● **Requirement**: Transcribe every line of the records verbatim.

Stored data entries

#####

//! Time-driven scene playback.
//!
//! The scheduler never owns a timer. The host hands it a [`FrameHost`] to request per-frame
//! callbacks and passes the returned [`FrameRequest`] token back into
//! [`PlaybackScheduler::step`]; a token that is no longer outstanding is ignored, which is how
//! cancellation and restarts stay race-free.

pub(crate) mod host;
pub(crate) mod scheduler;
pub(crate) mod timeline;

#####

● **Response below**:
//! Time-driven scene playback.
//!
//! The scheduler never owns a timer. The host hands it a [`FrameHost`] to request per-frame
//! callbacks and passes the returned [`FrameRequest`] token back into
//! [`PlaybackScheduler::step`]; a token that is no longer outstanding is ignored, which is how
//! cancellation and restarts stay race-free.

pub(crate) mod host;
pub(crate) mod scheduler;
pub(crate) mod timeline;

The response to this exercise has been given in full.